====== Exercise input ======

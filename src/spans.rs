// SPDX-FileCopyrightText: 2025 Semiotic AI, Inc.
//
// SPDX-License-Identifier: Apache-2.0

//! Span creation helpers for regscan operations.
//!
//! Telemetry is kept apart from business logic: instead of `#[instrument]`
//! attributes, each instrumented operation has a span helper here.
//!
//! Usage pattern:
//! ```rust,ignore
//! pub async fn my_operation(&self, param: Type) -> Result<T> {
//!     let span = spans::my_operation(param_value);
//!     async move {
//!         // Business logic here
//!     }
//!     .instrument(span)
//!     .await
//! }
//! ```

use std::path::Path;

use tracing::{Level, Span};

use crate::types::coordinate::Coordinate;

/// Create span for resolving one region through cache and remote service.
///
/// Parent: load_batch span
#[inline]
pub(crate) fn fetch_region(coordinate: &Coordinate, cache: &'static str) -> Span {
    tracing::debug_span!(
        "regscan.fetch_region",
        region = %coordinate,
        cache = cache,
    )
}

/// Create span for loading one gene list and resolving its regions.
///
/// Parent: process_file span
/// Children: fetch_region spans (one per row)
#[inline]
pub(crate) fn load_batch(path: &Path) -> Span {
    tracing::info_span!("regscan.load_batch", path = %path.display())
}

/// Create span for flattening one table.
#[inline]
pub(crate) fn flatten_table(rows: usize, payload_column: &str) -> Span {
    tracing::debug_span!(
        "regscan.flatten_table",
        rows = rows,
        payload_column = payload_column,
    )
}

/// Create span for the full processing of one input file.
///
/// Parent: None (root span for this operation)
/// Children: load_batch span
#[inline]
pub(crate) fn process_file(file_name: &str) -> Span {
    tracing::span!(Level::INFO, "regscan.process_file", file = file_name)
}
// SPDX-FileCopyrightText: 2025 Semiotic AI, Inc.
//
// SPDX-License-Identifier: Apache-2.0

//! Ensembl REST client for regulatory features overlapping a region

use async_trait::async_trait;
use reqwest::header::CONTENT_TYPE;
use serde_json::Value;
use std::time::Duration;
use tracing::debug;
use url::Url;

use super::RegionSource;
use crate::config::RegscanConfig;
use crate::errors::FetchError;
use crate::types::coordinate::Coordinate;

const USER_AGENT: &str = concat!("regscan/", env!("CARGO_PKG_VERSION"));

/// Region source backed by the Ensembl REST `overlap/region` endpoint
///
/// Issues exactly one `GET` per lookup, with no retries. The configured
/// timeout bounds the whole request.
#[derive(Debug, Clone)]
pub struct EnsemblClient {
    http_client: reqwest::Client,
    server_url: Url,
    species: String,
}

impl EnsemblClient {
    /// Creates a client from the run configuration
    pub fn new(config: &RegscanConfig) -> Result<Self, FetchError> {
        Self::with_settings(
            config.server_url.clone(),
            config.species.clone(),
            config.request_timeout,
        )
    }

    pub fn with_settings(
        server_url: Url,
        species: impl Into<String>,
        timeout: Duration,
    ) -> Result<Self, FetchError> {
        let http_client = reqwest::Client::builder()
            .user_agent(USER_AGENT)
            .timeout(timeout)
            .build()
            .map_err(|e| FetchError::Client(e.to_string()))?;

        Ok(Self {
            http_client,
            server_url,
            species: species.into(),
        })
    }

    /// Request URL for a region:
    /// `{server}/overlap/region/{species}/{chrom}:{start}-{end}?feature=regulatory`
    pub fn region_url(&self, coordinate: &Coordinate) -> String {
        format!(
            "{}/overlap/region/{}/{}?feature=regulatory",
            self.server_url.as_str().trim_end_matches('/'),
            self.species,
            coordinate
        )
    }
}

#[async_trait]
impl RegionSource for EnsemblClient {
    async fn fetch_region(&self, coordinate: &Coordinate) -> Result<Value, FetchError> {
        let url = self.region_url(coordinate);
        debug!(url = %url, "Querying region annotation service");

        let response = self
            .http_client
            .get(&url)
            .header(CONTENT_TYPE, "application/json")
            .send()
            .await
            .map_err(|e| FetchError::transport(&url, e))?;

        let status = response.status();
        if !status.is_success() {
            return Err(FetchError::status(status.as_u16(), url));
        }

        let body = response
            .bytes()
            .await
            .map_err(|e| FetchError::transport(&url, e))?;

        debug!(url = %url, status = status.as_u16(), bytes = body.len(), "Received response");

        serde_json::from_slice(&body).map_err(|e| FetchError::decode(url, e))
    }

    fn name(&self) -> &'static str {
        "EnsemblClient"
    }
}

======

# Problem description
Reproduce exactly every line that sits between the start of the entries and the line bearing "use std::path::Path;", counting both of those lines.

# Exercise output
filename src/spans.rs
// SPDX-FileCopyrightText: 2025 Semiotic AI, Inc.
//
// SPDX-License-Identifier: Apache-2.0

//! Span creation helpers for regscan operations.
//!
//! Telemetry is kept apart from business logic: instead of `#[instrument]`
//! attributes, each instrumented operation has a span helper here.
//!
//! Usage pattern:
//! ```rust,ignore
//! pub async fn my_operation(&self, param: Type) -> Result<T> {
//!     let span = spans::my_operation(param_value);
//!     async move {
//!         // Business logic here
//!     }
//!     .instrument(span)
//!     .await
//! }
//! ```

use std::path::Path;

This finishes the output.